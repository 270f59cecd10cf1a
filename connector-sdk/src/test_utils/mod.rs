//! Helpers for testing destinations and middlewares.
//!
//! Available in unit tests and, through the `test-utils` feature, to downstream crates.
pub mod test_destination;
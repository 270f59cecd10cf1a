use std::fmt;
use std::io::Error;
use std::str::FromStr;

/// Environment variable selecting the [`Environment`].
pub const APP_ENVIRONMENT_ENV_NAME: &str = "APP_ENVIRONMENT";

const PROD_ENV_NAME: &str = "prod";
const STAGING_ENV_NAME: &str = "staging";
const DEV_ENV_NAME: &str = "dev";

/// Environment a connector runs in.
///
/// Selects the environment-specific configuration file and the logging setup.
#[derive(Debug, Clone, Copy, PartialEq, Eq)]
pub enum Environment {
    Prod,
    Staging,
    Dev,
}

impl Environment {
    /// Loads the environment from `APP_ENVIRONMENT`, defaulting to [`Environment::Prod`].
    pub fn load() -> Result<Environment, Error> {
        match std::env::var(APP_ENVIRONMENT_ENV_NAME) {
            Ok(value) => value.parse(),
            Err(_) => Ok(Environment::Prod),
        }
    }

    /// Sets `APP_ENVIRONMENT` to this environment for the current process.
    pub fn set(&self) {
        // Only called during single-threaded setup, before any other thread reads the
        // environment.
        unsafe { std::env::set_var(APP_ENVIRONMENT_ENV_NAME, self.as_str()) }
    }

    pub fn as_str(&self) -> &'static str {
        match self {
            Environment::Prod => PROD_ENV_NAME,
            Environment::Staging => STAGING_ENV_NAME,
            Environment::Dev => DEV_ENV_NAME,
        }
    }

    /// Name of the configuration file holding this environment's overrides.
    pub fn config_file_name(&self) -> String {
        format!("{}.yaml", self.as_str())
    }

    /// Returns `true` for [`Environment::Prod`] and [`Environment::Staging`].
    pub fn is_prod(&self) -> bool {
        matches!(self, Self::Prod | Self::Staging)
    }
}

impl fmt::Display for Environment {
    fn fmt(&self, f: &mut fmt::Formatter) -> fmt::Result {
        f.write_str(self.as_str())
    }
}

impl FromStr for Environment {
    type Err = Error;

    /// Parses `dev`, `staging` or `prod`, ignoring case.
    fn from_str(s: &str) -> Result<Self, Self::Err> {
        match s.to_lowercase().as_str() {
            PROD_ENV_NAME => Ok(Self::Prod),
            STAGING_ENV_NAME => Ok(Self::Staging),
            DEV_ENV_NAME => Ok(Self::Dev),
            other => Err(Error::other(format!(
                "{other} is not a supported environment. Use either `{PROD_ENV_NAME}`/`{STAGING_ENV_NAME}`/`{DEV_ENV_NAME}`.",
            ))),
        }
    }
}
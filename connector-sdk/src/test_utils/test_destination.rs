use parking_lot::Mutex;
use std::sync::Arc;

use crate::config::ConfigMap;
use crate::context::Context;
use crate::destination::{Destination, Record};
use crate::error::{SdkError, SdkResult};
use crate::parameter::Parameters;

/// A call to [`Destination::configure`] observed by a [`TestDestination`].
#[derive(Debug, Clone, PartialEq)]
pub struct ConfigureCall {
    pub config: ConfigMap,
    pub batch_enabled: bool,
}

/// A call to [`Destination::write`] observed by a [`TestDestination`].
#[derive(Debug, Clone, PartialEq)]
pub struct WriteCall {
    pub records: Vec<Record>,
    pub batch_enabled: bool,
}

#[derive(Debug, Default)]
struct Calls {
    configure: Vec<ConfigureCall>,
    open: usize,
    write: Vec<WriteCall>,
    teardown: usize,
}

/// A destination recording every call it receives, for testing middlewares.
///
/// Clones share the recorded calls, so a test can keep a clone while the original is moved into
/// a middleware.
#[derive(Debug, Clone, Default)]
pub struct TestDestination {
    parameters: Parameters,
    configure_error: Option<SdkError>,
    write_error: Option<SdkError>,
    calls: Arc<Mutex<Calls>>,
}

impl TestDestination {
    pub fn new() -> Self {
        Self::default()
    }

    /// Sets the parameters returned by [`Destination::parameters`].
    pub fn with_parameters(mut self, parameters: Parameters) -> Self {
        self.parameters = parameters;
        self
    }

    /// Makes [`Destination::configure`] fail with `error`.
    pub fn failing_configure(mut self, error: SdkError) -> Self {
        self.configure_error = Some(error);
        self
    }

    /// Makes [`Destination::write`] fail with `error`.
    pub fn failing_write(mut self, error: SdkError) -> Self {
        self.write_error = Some(error);
        self
    }

    pub fn configure_calls(&self) -> Vec<ConfigureCall> {
        self.calls.lock().configure.clone()
    }

    pub fn write_calls(&self) -> Vec<WriteCall> {
        self.calls.lock().write.clone()
    }

    pub fn open_calls(&self) -> usize {
        self.calls.lock().open
    }

    pub fn teardown_calls(&self) -> usize {
        self.calls.lock().teardown
    }
}

impl Destination for TestDestination {
    fn parameters(&self) -> Parameters {
        self.parameters.clone()
    }

    async fn configure(&mut self, ctx: &Context, config: &mut ConfigMap) -> SdkResult<()> {
        if let Some(err) = &self.configure_error {
            return Err(err.clone());
        }

        self.calls.lock().configure.push(ConfigureCall {
            config: config.clone(),
            batch_enabled: ctx.batch_enabled(),
        });

        Ok(())
    }

    async fn open(&mut self, _ctx: &Context) -> SdkResult<()> {
        self.calls.lock().open += 1;

        Ok(())
    }

    async fn write(&self, ctx: &Context, records: Vec<Record>) -> SdkResult<usize> {
        let written = records.len();
        self.calls.lock().write.push(WriteCall {
            records,
            batch_enabled: ctx.batch_enabled(),
        });

        match &self.write_error {
            Some(err) => Err(err.clone()),
            None => Ok(written),
        }
    }

    async fn teardown(&mut self, _ctx: &Context) -> SdkResult<()> {
        self.calls.lock().teardown += 1;

        Ok(())
    }
}
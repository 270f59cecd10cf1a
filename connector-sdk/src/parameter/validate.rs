use std::time::Duration;

use crate::config::{Coerce, ConfigMap, lookup};
use crate::error::{ErrorKind, SdkError, SdkResult};
use crate::parameter::{Parameter, ParameterType, Parameters, Validation};
use crate::{bail, sdk_error};

impl Parameter {
    /// Checks `value` against the declared type and validations of this parameter.
    ///
    /// Empty values are only checked against [`Parameter::required`] and
    /// [`Validation::Required`]; optional parameters may always be left empty.
    pub fn validate(&self, name: &str, value: &str) -> SdkResult<()> {
        if value.is_empty() {
            if self.required || self.validations.contains(&Validation::Required) {
                bail!(
                    ErrorKind::ValidationError,
                    "Required parameter is missing",
                    format!("{name}: a value is required")
                );
            }

            return Ok(());
        }

        self.validate_type(name, value)?;

        for validation in &self.validations {
            validation.check(name, value)?;
        }

        Ok(())
    }

    fn validate_type(&self, name: &str, value: &str) -> SdkResult<()> {
        let result = match self.kind {
            ParameterType::String | ParameterType::File => Ok(()),
            ParameterType::Int => i64::coerce(value).map(drop),
            ParameterType::Float => f64::coerce(value).map(drop),
            ParameterType::Bool => bool::coerce(value).map(drop),
            ParameterType::Duration => Duration::coerce(value).map(drop),
        };

        result.map_err(|err| {
            sdk_error!(
                ErrorKind::ValidationError,
                "Parameter value has the wrong type",
                format!("{name}: expected {}, {err}", self.kind)
            )
        })
    }
}

impl Validation {
    fn check(&self, name: &str, value: &str) -> SdkResult<()> {
        let satisfied = match self {
            Validation::Required => !value.is_empty(),
            Validation::GreaterThan(bound) => parse_number(name, value)? > *bound,
            Validation::LessThan(bound) => parse_number(name, value)? < *bound,
            Validation::Inclusion(options) => options.iter().any(|option| option == value),
            Validation::Exclusion(options) => options.iter().all(|option| option != value),
            Validation::Regex(regex) => regex.is_match(value),
        };

        if !satisfied {
            bail!(
                ErrorKind::ValidationError,
                "Parameter value failed validation",
                format!("{name}: {value:?} is not {self}")
            );
        }

        Ok(())
    }
}

fn parse_number(name: &str, value: &str) -> SdkResult<f64> {
    value.parse::<f64>().map_err(|err| {
        sdk_error!(
            ErrorKind::ValidationError,
            "Parameter value is not a number",
            format!("{name}: {err} (received: {value:?})")
        )
    })
}

/// Validates a raw configuration against declared parameters.
///
/// Keys are matched the way the decoder matches them: exactly first, then ignoring ASCII case.
/// Absent keys are checked with their default value. Keys that are not declared are not checked,
/// as they may be consumed by another layer. Every failure is reported, aggregated into one error.
pub fn validate_config(parameters: &Parameters, config: &ConfigMap) -> SdkResult<()> {
    let mut names: Vec<&String> = parameters.keys().collect();
    names.sort();

    let mut errors = Vec::new();
    for name in names {
        let parameter = &parameters[name];
        let value = lookup(config, name)
            .map(|(_, value)| value)
            .unwrap_or(parameter.default.as_str());

        if let Err(err) = parameter.validate(name, value) {
            errors.push(err);
        }
    }

    match errors.len() {
        0 => Ok(()),
        1 => Err(errors.remove(0)),
        _ => Err(SdkError::many(errors)),
    }
}
use config::{Map, Value, ValueKind};
use serde::Deserialize;
use std::collections::HashMap;
use std::io;
use std::path::Path;
use thiserror::Error;

use crate::environment::Environment;

/// Directory containing configuration files relative to the working directory.
pub const CONFIGURATION_DIR: &str = "configuration";

/// Base configuration file loaded for all environments.
const BASE_CONFIG_FILE: &str = "base.yaml";

/// Prefix for environment variable configuration overrides.
const ENV_PREFIX: &str = "APP";

/// Separator between environment variable prefix and key segments.
const ENV_PREFIX_SEPARATOR: &str = "_";

/// Separator for nested configuration keys in environment variables.
///
/// Example: `APP_SETTINGS__SDK__BATCH__SIZE` sets the `sdk.batch.size` setting.
const ENV_SEPARATOR: &str = "__";

/// Separator joining the segments of a flattened setting key.
pub const SETTING_KEY_SEPARATOR: &str = ".";

/// Separator joining the elements of a list setting.
pub const LIST_SEPARATOR: &str = ",";

/// Errors raised while loading connector settings.
#[derive(Debug, Error)]
pub enum LoadConfigError {
    #[error("failed to determine the current directory: {0}")]
    CurrentDir(#[source] io::Error),

    #[error("failed to detect the environment: {0}")]
    Environment(#[source] io::Error),

    #[error("failed to load the configuration: {0}")]
    Config(#[from] config::ConfigError),
}

/// Settings of a connector, with its raw configuration flattened into dotted keys.
#[derive(Debug, Clone, PartialEq, Eq)]
pub struct ConnectorSettings {
    /// Name of the connector.
    pub name: String,
    /// Raw configuration handed to the connector, every value as a string.
    pub settings: HashMap<String, String>,
}

#[derive(Debug, Deserialize)]
struct RawConnectorSettings {
    name: String,
    #[serde(default)]
    settings: Map<String, Value>,
}

/// Loads the connector settings of the current working directory.
///
/// Loads configuration in this order:
/// 1. Base configuration from `configuration/base.yaml`
/// 2. Environment-specific file from `configuration/{environment}.yaml`, if present
/// 3. Environment variable overrides prefixed with `APP`
///
/// The environment is read from `APP_ENVIRONMENT`. Nested keys use double underscores in
/// environment variables: `APP_SETTINGS__SDK__RATE__BURST=4` sets the `sdk.rate.burst` setting.
pub fn load_connector_settings() -> Result<ConnectorSettings, LoadConfigError> {
    let base_path = std::env::current_dir().map_err(LoadConfigError::CurrentDir)?;
    let environment = Environment::load().map_err(LoadConfigError::Environment)?;

    load_connector_settings_from(&base_path.join(CONFIGURATION_DIR), environment)
}

/// Loads the connector settings from the configuration files in `directory`.
pub fn load_connector_settings_from(
    directory: &Path,
    environment: Environment,
) -> Result<ConnectorSettings, LoadConfigError> {
    load_with_env_source(directory, environment, environment_source())
}

fn environment_source() -> config::Environment {
    config::Environment::with_prefix(ENV_PREFIX)
        .prefix_separator(ENV_PREFIX_SEPARATOR)
        .separator(ENV_SEPARATOR)
}

fn load_with_env_source(
    directory: &Path,
    environment: Environment,
    env_source: config::Environment,
) -> Result<ConnectorSettings, LoadConfigError> {
    let config = config::Config::builder()
        .add_source(config::File::from(directory.join(BASE_CONFIG_FILE)))
        .add_source(
            config::File::from(directory.join(environment.config_file_name())).required(false),
        )
        .add_source(env_source)
        .build()?;

    let raw: RawConnectorSettings = config.try_deserialize()?;

    let mut settings = HashMap::new();
    flatten_settings("", raw.settings, &mut settings)?;

    Ok(ConnectorSettings {
        name: raw.name,
        settings,
    })
}

/// Flattens a table of settings into `output`, joining nested keys with
/// [`SETTING_KEY_SEPARATOR`] and list elements with [`LIST_SEPARATOR`].
fn flatten_settings(
    prefix: &str,
    table: Map<String, Value>,
    output: &mut HashMap<String, String>,
) -> Result<(), LoadConfigError> {
    for (key, value) in table {
        let key = if prefix.is_empty() {
            key
        } else {
            format!("{prefix}{SETTING_KEY_SEPARATOR}{key}")
        };

        match value.kind {
            ValueKind::Table(table) => flatten_settings(&key, table, output)?,
            ValueKind::Array(values) => {
                let values = values
                    .into_iter()
                    .map(Value::into_string)
                    .collect::<Result<Vec<_>, _>>()?;
                output.insert(key, values.join(LIST_SEPARATOR));
            }
            ValueKind::Nil => {
                output.insert(key, String::new());
            }
            kind => {
                output.insert(key, Value::new(None, kind).into_string()?);
            }
        }
    }

    Ok(())
}
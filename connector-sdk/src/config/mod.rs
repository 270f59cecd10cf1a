//! Decoding of raw connector configuration.
//!
//! Connectors receive their configuration as a flat map of string keys to string values. This
//! module turns such a map into typed configuration structs through explicitly registered
//! [`ConfigSchema`] fields, and provides the duration syntax shared by all parameters.

use std::collections::HashMap;

mod coerce;
mod decode;
mod duration;

pub use coerce::{Coerce, LIST_SEPARATOR};
pub use decode::{
    ConfigSchema, FieldSet, NESTED_KEY_SEPARATOR, contains_key, decode_config, parse_config,
};
pub use duration::{format_duration, parse_duration};

pub(crate) use decode::lookup;

/// Raw configuration of a connector: every key and value crosses the connector boundary as a
/// string.
pub type ConfigMap = HashMap<String, String>;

* Task to complete *
Every line in the records above that contains the word "testing" should be copied out.

* Worked solution *
//! Helpers for testing destinations and middlewares.
/// A destination recording every call it receives, for testing middlewares.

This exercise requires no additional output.